Items from a dataset:
□ □ □ □

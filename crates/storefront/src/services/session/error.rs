//! Session and authentication error types.

use thiserror::Error;

use crate::services::latency::Cancelled;

/// Errors from the local persistence slot.
#[derive(Debug, Error)]
pub enum StorageError {
    /// Reading, writing or removing the slot failed.
    #[error("storage I/O error: {0}")]
    Io(#[from] std::io::Error),
}

/// Errors persisting the current user.
///
/// In-memory state has already been updated when one of these is returned;
/// the next successful write brings the slot back in sync.
#[derive(Debug, Error)]
pub enum SessionError {
    /// The slot could not be written.
    #[error("could not persist session: {0}")]
    Storage(#[from] StorageError),

    /// The user could not be serialized.
    #[error("could not serialize session: {0}")]
    Serialize(#[from] serde_json::Error),
}

/// Errors that can occur during login or registration.
#[derive(Debug, Error)]
pub enum AuthError {
    /// Email left blank.
    #[error("email is required")]
    MissingEmail,

    /// Password left blank.
    #[error("password is required")]
    MissingPassword,

    /// Name left blank on registration.
    #[error("name is required")]
    MissingName,

    /// The caller cancelled while the request was pending.
    #[error("sign-in cancelled")]
    Cancelled,

    /// Signed in, but the session could not be saved.
    #[error(transparent)]
    Session(#[from] SessionError),
}

impl From<Cancelled> for AuthError {
    fn from(_: Cancelled) -> Self {
        Self::Cancelled
    }
}
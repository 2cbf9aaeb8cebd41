//! Home of Suits storefront library.
//!
//! Catalog, cart, session and checkout for a menswear shop, plus AI styling
//! advice and the admin dashboard. Front ends drive everything through the
//! [`Storefront`](state::Storefront) façade.

#![cfg_attr(not(test), forbid(unsafe_code))]

pub mod catalog;
pub mod config;
pub mod error;
pub mod models;
pub mod services;
pub mod state;

pub use error::{AppError, Result};
pub use state::Storefront;
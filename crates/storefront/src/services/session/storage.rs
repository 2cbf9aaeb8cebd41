//! Local persistence slots.
//!
//! A slot is a named string value, like a browser's local storage entry.
//! The session store keeps exactly one slot holding the current user.

use std::collections::HashMap;
use std::io::ErrorKind;
use std::path::{Path, PathBuf};
use std::sync::{Arc, Mutex, PoisonError};

use super::error::StorageError;

/// Keyed string storage.
///
/// Implementations must be safe to share; the store never holds a slot
/// open between calls.
pub trait SessionStorage: Send + Sync + std::fmt::Debug {
    /// Read a slot. A missing slot is `Ok(None)`, not an error.
    ///
    /// # Errors
    ///
    /// Returns `StorageError` if the slot exists but cannot be read.
    fn load(&self, key: &str) -> Result<Option<String>, StorageError>;

    /// Create or overwrite a slot.
    ///
    /// # Errors
    ///
    /// Returns `StorageError` if the slot cannot be written.
    fn save(&self, key: &str, value: &str) -> Result<(), StorageError>;

    /// Delete a slot. Deleting a missing slot succeeds.
    ///
    /// # Errors
    ///
    /// Returns `StorageError` if the slot exists but cannot be removed.
    fn remove(&self, key: &str) -> Result<(), StorageError>;
}

/// One JSON file per slot inside a directory.
///
/// Writes go to a temporary sibling first and are renamed into place, so a
/// crash mid-write leaves the previous record intact.
#[derive(Debug, Clone)]
pub struct FileStorage {
    dir: PathBuf,
}

impl FileStorage {
    /// Store slots under `dir`. The directory is created on first write.
    #[must_use]
    pub fn new(dir: impl Into<PathBuf>) -> Self {
        Self { dir: dir.into() }
    }

    /// Directory holding the slot files.
    #[must_use]
    pub fn dir(&self) -> &Path {
        &self.dir
    }

    /// File backing a slot.
    #[must_use]
    pub fn path_for(&self, key: &str) -> PathBuf {
        self.dir.join(format!("{key}.json"))
    }
}

impl SessionStorage for FileStorage {
    fn load(&self, key: &str) -> Result<Option<String>, StorageError> {
        match std::fs::read_to_string(self.path_for(key)) {
            Ok(contents) => Ok(Some(contents)),
            Err(e) if e.kind() == ErrorKind::NotFound => Ok(None),
            Err(e) => Err(e.into()),
        }
    }

    fn save(&self, key: &str, value: &str) -> Result<(), StorageError> {
        std::fs::create_dir_all(&self.dir)?;
        let path = self.path_for(key);
        let tmp = self.dir.join(format!("{key}.json.tmp"));
        std::fs::write(&tmp, value)?;
        std::fs::rename(&tmp, &path)?;
        Ok(())
    }

    fn remove(&self, key: &str) -> Result<(), StorageError> {
        match std::fs::remove_file(self.path_for(key)) {
            Ok(()) => Ok(()),
            Err(e) if e.kind() == ErrorKind::NotFound => Ok(()),
            Err(e) => Err(e.into()),
        }
    }
}

/// Process-local storage.
///
/// Clones share the same slots, so a test can keep a handle and inspect
/// what the store wrote.
#[derive(Debug, Clone, Default)]
pub struct MemoryStorage {
    slots: Arc<Mutex<HashMap<String, String>>>,
}

impl MemoryStorage {
    #[must_use]
    pub fn new() -> Self {
        Self::default()
    }

    /// Pre-populate a slot.
    #[must_use]
    pub fn with_slot(self, key: &str, value: impl Into<String>) -> Self {
        self.slots
            .lock()
            .unwrap_or_else(PoisonError::into_inner)
            .insert(key.to_string(), value.into());
        self
    }

    /// Current value of a slot.
    #[must_use]
    pub fn get(&self, key: &str) -> Option<String> {
        self.slots
            .lock()
            .unwrap_or_else(PoisonError::into_inner)
            .get(key)
            .cloned()
    }
}

impl SessionStorage for MemoryStorage {
    fn load(&self, key: &str) -> Result<Option<String>, StorageError> {
        Ok(self.get(key))
    }

    fn save(&self, key: &str, value: &str) -> Result<(), StorageError> {
        self.slots
            .lock()
            .unwrap_or_else(PoisonError::into_inner)
            .insert(key.to_string(), value.to_string());
        Ok(())
    }

    fn remove(&self, key: &str) -> Result<(), StorageError> {
        self.slots
            .lock()
            .unwrap_or_else(PoisonError::into_inner)
            .remove(key);
        Ok(())
    }
}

□ □ □ □

WHAT YOU HAVE TO DO: Every entry, from first to last, is to be reproduced exactly.

ANSWER BOX:
filename crates/storefront/src/services/session/error.rs
//! Session and authentication error types.

use thiserror::Error;

use crate::services::latency::Cancelled;

/// Errors from the local persistence slot.
#[derive(Debug, Error)]
pub enum StorageError {
    /// Reading, writing or removing the slot failed.
    #[error("storage I/O error: {0}")]
    Io(#[from] std::io::Error),
}

/// Errors persisting the current user.
///
/// In-memory state has already been updated when one of these is returned;
/// the next successful write brings the slot back in sync.
#[derive(Debug, Error)]
pub enum SessionError {
    /// The slot could not be written.
    #[error("could not persist session: {0}")]
    Storage(#[from] StorageError),

    /// The user could not be serialized.
    #[error("could not serialize session: {0}")]
    Serialize(#[from] serde_json::Error),
}

/// Errors that can occur during login or registration.
#[derive(Debug, Error)]
pub enum AuthError {
    /// Email left blank.
    #[error("email is required")]
    MissingEmail,

    /// Password left blank.
    #[error("password is required")]
    MissingPassword,

    /// Name left blank on registration.
    #[error("name is required")]
    MissingName,

    /// The caller cancelled while the request was pending.
    #[error("sign-in cancelled")]
    Cancelled,

    /// Signed in, but the session could not be saved.
    #[error(transparent)]
    Session(#[from] SessionError),
}

impl From<Cancelled> for AuthError {
    fn from(_: Cancelled) -> Self {
        Self::Cancelled
    }
}
repository 2cbf9aaeb8cebd41
//! Home of Suits storefront library.
//!
//! Catalog, cart, session and checkout for a menswear shop, plus AI styling
//! advice and the admin dashboard. Front ends drive everything through the
//! [`Storefront`](state::Storefront) façade.

#![cfg_attr(not(test), forbid(unsafe_code))]

pub mod catalog;
pub mod config;
pub mod error;
pub mod models;
pub mod services;
pub mod state;

pub use error::{AppError, Result};
pub use state::Storefront;
filename crates/storefront/src/services/session/storage.rs
repository 2cbf9aaeb8cebd41
//! Local persistence slots.
//!
//! A slot is a named string value, like a browser's local storage entry.
//! The session store keeps exactly one slot holding the current user.

use std::collections::HashMap;
use std::io::ErrorKind;
use std::path::{Path, PathBuf};
use std::sync::{Arc, Mutex, PoisonError};

use super::error::StorageError;

/// Keyed string storage.
///
/// Implementations must be safe to share; the store never holds a slot
/// open between calls.
pub trait SessionStorage: Send + Sync + std::fmt::Debug {
    /// Read a slot. A missing slot is `Ok(None)`, not an error.
    ///
    /// # Errors
    ///
    /// Returns `StorageError` if the slot exists but cannot be read.
    fn load(&self, key: &str) -> Result<Option<String>, StorageError>;

    /// Create or overwrite a slot.
    ///
    /// # Errors
    ///
    /// Returns `StorageError` if the slot cannot be written.
    fn save(&self, key: &str, value: &str) -> Result<(), StorageError>;

    /// Delete a slot. Deleting a missing slot succeeds.
    ///
    /// # Errors
    ///
    /// Returns `StorageError` if the slot exists but cannot be removed.
    fn remove(&self, key: &str) -> Result<(), StorageError>;
}

/// One JSON file per slot inside a directory.
///
/// Writes go to a temporary sibling first and are renamed into place, so a
/// crash mid-write leaves the previous record intact.
#[derive(Debug, Clone)]
pub struct FileStorage {
    dir: PathBuf,
}

impl FileStorage {
    /// Store slots under `dir`. The directory is created on first write.
    #[must_use]
    pub fn new(dir: impl Into<PathBuf>) -> Self {
        Self { dir: dir.into() }
    }

    /// Directory holding the slot files.
    #[must_use]
    pub fn dir(&self) -> &Path {
        &self.dir
    }

    /// File backing a slot.
    #[must_use]
    pub fn path_for(&self, key: &str) -> PathBuf {
        self.dir.join(format!("{key}.json"))
    }
}

impl SessionStorage for FileStorage {
    fn load(&self, key: &str) -> Result<Option<String>, StorageError> {
        match std::fs::read_to_string(self.path_for(key)) {
            Ok(contents) => Ok(Some(contents)),
            Err(e) if e.kind() == ErrorKind::NotFound => Ok(None),
            Err(e) => Err(e.into()),
        }
    }

    fn save(&self, key: &str, value: &str) -> Result<(), StorageError> {
        std::fs::create_dir_all(&self.dir)?;
        let path = self.path_for(key);
        let tmp = self.dir.join(format!("{key}.json.tmp"));
        std::fs::write(&tmp, value)?;
        std::fs::rename(&tmp, &path)?;
        Ok(())
    }

    fn remove(&self, key: &str) -> Result<(), StorageError> {
        match std::fs::remove_file(self.path_for(key)) {
            Ok(()) => Ok(()),
            Err(e) if e.kind() == ErrorKind::NotFound => Ok(()),
            Err(e) => Err(e.into()),
        }
    }
}

/// Process-local storage.
///
/// Clones share the same slots, so a test can keep a handle and inspect
/// what the store wrote.
#[derive(Debug, Clone, Default)]
pub struct MemoryStorage {
    slots: Arc<Mutex<HashMap<String, String>>>,
}

impl MemoryStorage {
    #[must_use]
    pub fn new() -> Self {
        Self::default()
    }

    /// Pre-populate a slot.
    #[must_use]
    pub fn with_slot(self, key: &str, value: impl Into<String>) -> Self {
        self.slots
            .lock()
            .unwrap_or_else(PoisonError::into_inner)
            .insert(key.to_string(), value.into());
        self
    }

    /// Current value of a slot.
    #[must_use]
    pub fn get(&self, key: &str) -> Option<String> {
        self.slots
            .lock()
            .unwrap_or_else(PoisonError::into_inner)
            .get(key)
            .cloned()
    }
}

impl SessionStorage for MemoryStorage {
    fn load(&self, key: &str) -> Result<Option<String>, StorageError> {
        Ok(self.get(key))
    }

    fn save(&self, key: &str, value: &str) -> Result<(), StorageError> {
        self.slots
            .lock()
            .unwrap_or_else(PoisonError::into_inner)
            .insert(key.to_string(), value.to_string());
        Ok(())
    }

    fn remove(&self, key: &str) -> Result<(), StorageError> {
        self.slots
            .lock()
            .unwrap_or_else(PoisonError::into_inner)
            .remove(key);
        Ok(())
    }
}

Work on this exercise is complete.